INPUT Start Marker

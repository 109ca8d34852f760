use std::{env, fmt, str::FromStr};

use serde::Serialize;

use crate::error::ConfigError;

pub const PRIVATE_KEY_ENV_VAR: &str = "PRIVATE_KEY";
pub const ALCHEMY_API_KEY_ENV_VAR: &str = "ALCHEMY_API_KEY";
pub const ETHERSCAN_API_KEY_ENV_VAR: &str = "ETHERSCAN_API_KEY";

pub const NO_PRIVATE_KEY: &str = "NO_PRIVATE_KEY";
pub const NO_ALCHEMY_API_KEY: &str = "NO_ALCHEMY_API_KEY";

pub const ALCHEMY_DOMAIN: &str = "alchemyapi.io";

const HARDHAT_RPC_URL: &str = "http://127.0.0.1:8545";
// account #0 of the public "test test ... junk" development mnemonic
const HARDHAT_DEV_PRIVATE_KEY: &str =
    "0xac0974bec39a17e36ba4a6b4d238ff944bacb478cbed5efcae784d7bf4f2ff80";

#[derive(Clone, Copy, Debug, PartialEq, Eq, Hash)]
pub enum NetworkName {
    Hardhat,
    Mainnet,
    Rinkeby,
}

impl NetworkName {
    pub const ALL: [NetworkName; 3] = [Self::Hardhat, Self::Mainnet, Self::Rinkeby];

    pub fn as_str(&self) -> &'static str {
        match self {
            Self::Hardhat => "hardhat",
            Self::Mainnet => "mainnet",
            Self::Rinkeby => "rinkeby",
        }
    }

    pub fn chain_id(&self) -> u64 {
        match self {
            Self::Hardhat => 1337,
            Self::Mainnet => 1,
            Self::Rinkeby => 4,
        }
    }
}

impl fmt::Display for NetworkName {
    fn fmt(&self, f: &mut fmt::Formatter<'_>) -> fmt::Result {
        f.write_str(self.as_str())
    }
}

impl FromStr for NetworkName {
    type Err = ConfigError;

    fn from_str(s: &str) -> Result<Self, Self::Err> {
        Self::ALL
            .into_iter()
            .find(|n| n.as_str() == s)
            .ok_or_else(|| ConfigError::UnknownNetwork(s.to_owned()))
    }
}

/// Secrets read from the process environment (and `.env`, if present).
#[derive(Clone, Debug, Default)]
pub struct Environment {
    pub private_key: Option<String>,
    pub alchemy_api_key: Option<String>,
    pub etherscan_api_key: Option<String>,
}

impl Environment {
    pub fn from_env() -> Self {
        dotenv::dotenv().ok();

        Self {
            private_key: env::var(PRIVATE_KEY_ENV_VAR).ok(),
            alchemy_api_key: env::var(ALCHEMY_API_KEY_ENV_VAR).ok(),
            etherscan_api_key: env::var(ETHERSCAN_API_KEY_ENV_VAR).ok(),
        }
    }

    fn private_key_or_sentinel(&self) -> String {
        self.private_key
            .clone()
            .unwrap_or_else(|| NO_PRIVATE_KEY.to_owned())
    }

    fn alchemy_api_key_or_sentinel(&self) -> String {
        self.alchemy_api_key
            .clone()
            .unwrap_or_else(|| NO_ALCHEMY_API_KEY.to_owned())
    }
}

/// Hosted node endpoint of the form `https://eth-<network>.<domain>/v2/<key>`.
#[derive(Clone, Debug, PartialEq, Eq)]
pub struct ProviderEndpoint {
    pub network: String,
    pub provider_key: String,
}

impl ProviderEndpoint {
    pub fn new(network: impl Into<String>, provider_key: impl Into<String>) -> Self {
        Self {
            network: network.into(),
            provider_key: provider_key.into(),
        }
    }
}

impl fmt::Display for ProviderEndpoint {
    fn fmt(&self, f: &mut fmt::Formatter<'_>) -> fmt::Result {
        write!(
            f,
            "https://eth-{}.{}/v2/{}",
            self.network, ALCHEMY_DOMAIN, self.provider_key
        )
    }
}

impl FromStr for ProviderEndpoint {
    type Err = ConfigError;

    fn from_str(s: &str) -> Result<Self, Self::Err> {
        let malformed = || ConfigError::MalformedEndpoint(s.to_owned());

        let rest = s.strip_prefix("https://eth-").ok_or_else(malformed)?;
        let (host, path) = rest.split_once('/').ok_or_else(malformed)?;
        let network = host
            .strip_suffix(ALCHEMY_DOMAIN)
            .and_then(|h| h.strip_suffix('.'))
            .filter(|n| !n.is_empty())
            .ok_or_else(malformed)?;
        let provider_key = path.strip_prefix("v2/").ok_or_else(malformed)?;

        Ok(Self::new(network, provider_key))
    }
}

#[derive(Clone, Debug, PartialEq, Eq)]
pub struct NetworkProfile {
    pub name: NetworkName,
    pub chain_id: u64,
    pub rpc_url: String,
    pub accounts: Vec<String>,
    /// Upstream endpoint a local node forks from.
    pub forking: Option<String>,
}

impl NetworkProfile {
    pub fn endpoint(&self) -> Option<ProviderEndpoint> {
        self.rpc_url.parse().ok()
    }

    /// Rejects profiles that still carry a placeholder or empty credential the
    /// runner would send to the node. The fork url of a local node is the node's
    /// concern.
    pub fn ensure_credentials(&self) -> Result<(), ConfigError> {
        if self
            .accounts
            .iter()
            .any(|a| a.is_empty() || a == NO_PRIVATE_KEY)
        {
            return Err(ConfigError::MissingCredential(PRIVATE_KEY_ENV_VAR));
        }
        if self
            .endpoint()
            .is_some_and(|e| e.provider_key.is_empty() || e.provider_key == NO_ALCHEMY_API_KEY)
        {
            return Err(ConfigError::MissingCredential(ALCHEMY_API_KEY_ENV_VAR));
        }
        Ok(())
    }

    fn hosted(name: NetworkName, env: &Environment) -> Self {
        Self {
            name,
            chain_id: name.chain_id(),
            rpc_url: ProviderEndpoint::new(name.as_str(), env.alchemy_api_key_or_sentinel())
                .to_string(),
            accounts: vec![env.private_key_or_sentinel()],
            forking: None,
        }
    }

    fn local_fork(env: &Environment) -> Self {
        let upstream =
            ProviderEndpoint::new(NetworkName::Mainnet.as_str(), env.alchemy_api_key_or_sentinel());
        Self {
            name: NetworkName::Hardhat,
            chain_id: NetworkName::Hardhat.chain_id(),
            rpc_url: HARDHAT_RPC_URL.to_owned(),
            accounts: vec![HARDHAT_DEV_PRIVATE_KEY.to_owned()],
            forking: Some(upstream.to_string()),
        }
    }
}

pub fn resolve(network: &str, env: &Environment) -> Result<NetworkProfile, ConfigError> {
    let name = network.parse::<NetworkName>()?;
    Ok(match name {
        NetworkName::Hardhat => NetworkProfile::local_fork(env),
        NetworkName::Mainnet | NetworkName::Rinkeby => NetworkProfile::hosted(name, env),
    })
}

#[derive(Clone, Copy, Debug, Default, PartialEq, Eq, Serialize)]
#[serde(rename_all = "lowercase")]
pub enum BytecodeHash {
    #[default]
    Ipfs,
    None,
}

impl BytecodeHash {
    fn is_default(&self) -> bool {
        *self == Self::default()
    }
}

#[derive(Clone, Debug, PartialEq, Eq)]
pub struct CompilerProfile {
    pub version: String,
    pub optimizer_enabled: bool,
    pub optimizer_runs: u32,
    pub bytecode_hash: BytecodeHash,
}

#[derive(Serialize)]
struct Optimizer {
    enabled: bool,
    runs: u32,
}

#[derive(Serialize)]
#[serde(rename_all = "camelCase")]
struct Metadata {
    bytecode_hash: BytecodeHash,
}

#[derive(Serialize)]
struct Settings {
    optimizer: Optimizer,
    #[serde(skip_serializing_if = "Option::is_none")]
    metadata: Option<Metadata>,
}

impl CompilerProfile {
    fn optimized(version: &str) -> Self {
        Self {
            version: version.to_owned(),
            optimizer_enabled: true,
            optimizer_runs: 800,
            bytecode_hash: BytecodeHash::None,
        }
    }

    fn defaults(version: &str) -> Self {
        Self {
            version: version.to_owned(),
            optimizer_enabled: false,
            optimizer_runs: 200,
            bytecode_hash: BytecodeHash::Ipfs,
        }
    }

    /// The solc standard-JSON `settings` object for this compiler.
    pub fn settings_json(&self) -> serde_json::Value {
        let settings = Settings {
            optimizer: Optimizer {
                enabled: self.optimizer_enabled,
                runs: self.optimizer_runs,
            },
            // solc < 0.6 rejects metadata.bytecodeHash
            metadata: (!self.bytecode_hash.is_default()).then_some(Metadata {
                bytecode_hash: self.bytecode_hash,
            }),
        };
        serde_json::json!(settings)
    }
}

#[derive(Clone, Debug, Default)]
pub struct EtherscanConfig {
    pub api_key: Option<String>,
}

#[derive(Clone, Debug)]
pub struct Config {
    pub default_network: NetworkName,
    pub networks: Vec<NetworkProfile>,
    pub compilers: Vec<CompilerProfile>,
    pub etherscan: EtherscanConfig,
}

impl Config {
    pub fn load(env: &Environment) -> Result<Self, ConfigError> {
        let networks = NetworkName::ALL
            .iter()
            .map(|name| resolve(name.as_str(), env))
            .collect::<Result<Vec<_>, _>>()?;

        Ok(Self {
            default_network: NetworkName::Rinkeby,
            networks,
            compilers: vec![
                CompilerProfile::optimized("0.8.10"),
                CompilerProfile::optimized("0.7.5"),
                CompilerProfile::defaults("0.5.16"),
            ],
            etherscan: EtherscanConfig {
                api_key: env.etherscan_api_key.clone(),
            },
        })
    }

    pub fn network(&self, name: &str) -> Result<&NetworkProfile, ConfigError> {
        let name = name.parse::<NetworkName>()?;
        self.networks
            .iter()
            .find(|p| p.name == name)
            .ok_or_else(|| ConfigError::UnknownNetwork(name.to_string()))
    }

    pub fn default_profile(&self) -> Result<&NetworkProfile, ConfigError> {
        self.network(self.default_network.as_str())
    }
}

#[cfg(test)]
mod tests {
    use super::*;

    fn env_with_keys() -> Environment {
        Environment {
            private_key: Some("0x01".to_owned()),
            alchemy_api_key: Some("abc123".to_owned()),
            etherscan_api_key: None,
        }
    }

    #[test]
    fn chain_ids_follow_the_table() {
        let env = env_with_keys();
        assert_eq!(resolve("hardhat", &env).unwrap().chain_id, 1337);
        assert_eq!(resolve("mainnet", &env).unwrap().chain_id, 1);
        assert_eq!(resolve("rinkeby", &env).unwrap().chain_id, 4);
    }

    #[test]
    fn unknown_network_is_a_config_error() {
        let err = resolve("ropsten", &env_with_keys()).unwrap_err();
        assert!(matches!(err, ConfigError::UnknownNetwork(ref n) if n == "ropsten"));
    }

    #[test]
    fn hosted_url_is_templated_from_the_provider_key() {
        let profile = resolve("rinkeby", &env_with_keys()).unwrap();
        assert_eq!(profile.rpc_url, "https://eth-rinkeby.alchemyapi.io/v2/abc123");

        let endpoint = profile.endpoint().unwrap();
        assert_eq!(endpoint, ProviderEndpoint::new("rinkeby", "abc123"));
        assert_eq!(endpoint.to_string(), profile.rpc_url);
    }

    #[test]
    fn endpoint_parse_rejects_other_hosts() {
        assert!("https://mainnet.infura.io/v3/key"
            .parse::<ProviderEndpoint>()
            .is_err());
        assert!("https://eth-.alchemyapi.io/v2/key"
            .parse::<ProviderEndpoint>()
            .is_err());
        assert!("http://127.0.0.1:8545".parse::<ProviderEndpoint>().is_err());
    }

    #[test]
    fn missing_credentials_fall_back_to_sentinels() {
        let profile = resolve("mainnet", &Environment::default()).unwrap();
        assert_eq!(profile.accounts, vec![NO_PRIVATE_KEY.to_owned()]);
        assert_eq!(
            profile.rpc_url,
            "https://eth-mainnet.alchemyapi.io/v2/NO_ALCHEMY_API_KEY"
        );
    }

    #[test]
    fn sentinels_are_caught_before_any_round_trip() {
        let profile = resolve("rinkeby", &Environment::default()).unwrap();
        assert!(matches!(
            profile.ensure_credentials(),
            Err(ConfigError::MissingCredential(PRIVATE_KEY_ENV_VAR))
        ));

        let env = Environment {
            private_key: Some("0x01".to_owned()),
            ..Default::default()
        };
        let profile = resolve("rinkeby", &env).unwrap();
        assert!(matches!(
            profile.ensure_credentials(),
            Err(ConfigError::MissingCredential(ALCHEMY_API_KEY_ENV_VAR))
        ));

        assert!(resolve("rinkeby", &env_with_keys())
            .unwrap()
            .ensure_credentials()
            .is_ok());
    }

    #[test]
    fn empty_credentials_are_missing() {
        let env = Environment {
            private_key: Some("0x01".to_owned()),
            alchemy_api_key: Some(String::new()),
            etherscan_api_key: None,
        };
        let profile = resolve("rinkeby", &env).unwrap();
        assert_eq!(profile.rpc_url, "https://eth-rinkeby.alchemyapi.io/v2/");
        assert!(matches!(
            profile.ensure_credentials(),
            Err(ConfigError::MissingCredential(ALCHEMY_API_KEY_ENV_VAR))
        ));

        let env = Environment {
            private_key: Some(String::new()),
            alchemy_api_key: Some("abc123".to_owned()),
            etherscan_api_key: None,
        };
        let profile = resolve("mainnet", &env).unwrap();
        assert!(matches!(
            profile.ensure_credentials(),
            Err(ConfigError::MissingCredential(PRIVATE_KEY_ENV_VAR))
        ));
    }

    #[test]
    fn config_networks_come_from_resolve() {
        let env = env_with_keys();
        let config = Config::load(&env).unwrap();
        for name in NetworkName::ALL {
            assert_eq!(
                config.network(name.as_str()).unwrap(),
                &resolve(name.as_str(), &env).unwrap()
            );
        }
        assert_eq!(config.networks.len(), NetworkName::ALL.len());
    }

    #[test]
    fn hardhat_forks_mainnet_locally() {
        let profile = resolve("hardhat", &Environment::default()).unwrap();
        assert_eq!(profile.rpc_url, HARDHAT_RPC_URL);
        assert_eq!(
            profile.forking.as_deref(),
            Some("https://eth-mainnet.alchemyapi.io/v2/NO_ALCHEMY_API_KEY")
        );
        assert!(profile.endpoint().is_none());
        assert!(profile.ensure_credentials().is_ok());
    }

    #[test]
    fn config_defaults_to_rinkeby() {
        let config = Config::load(&env_with_keys()).unwrap();
        assert_eq!(config.default_profile().unwrap().name, NetworkName::Rinkeby);
        assert_eq!(config.network("mainnet").unwrap().chain_id, 1);
        assert!(config.network("kovan").is_err());
        assert!(config.etherscan.api_key.is_none());
    }

    #[test]
    fn compiler_settings_render_solc_json() {
        let config = Config::load(&Environment::default()).unwrap();
        let versions: Vec<_> = config.compilers.iter().map(|c| c.version.as_str()).collect();
        assert_eq!(versions, ["0.8.10", "0.7.5", "0.5.16"]);

        assert_eq!(
            config.compilers[0].settings_json(),
            serde_json::json!({
                "optimizer": { "enabled": true, "runs": 800 },
                "metadata": { "bytecodeHash": "none" },
            })
        );
        assert_eq!(
            config.compilers[2].settings_json(),
            serde_json::json!({ "optimizer": { "enabled": false, "runs": 200 } })
        );
    }
}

INPUT End Marker

Of the lines above, copy each one that contains the word "https".

/// Hosted node endpoint of the form `https://eth-<network>.<domain>/v2/<key>`.
            "https://eth-{}.{}/v2/{}",
        let rest = s.strip_prefix("https://eth-").ok_or_else(malformed)?;
        assert_eq!(profile.rpc_url, "https://eth-rinkeby.alchemyapi.io/v2/abc123");
        assert!("https://mainnet.infura.io/v3/key"
        assert!("https://eth-.alchemyapi.io/v2/key"
            "https://eth-mainnet.alchemyapi.io/v2/NO_ALCHEMY_API_KEY"
        assert_eq!(profile.rpc_url, "https://eth-rinkeby.alchemyapi.io/v2/");
            Some("https://eth-mainnet.alchemyapi.io/v2/NO_ALCHEMY_API_KEY")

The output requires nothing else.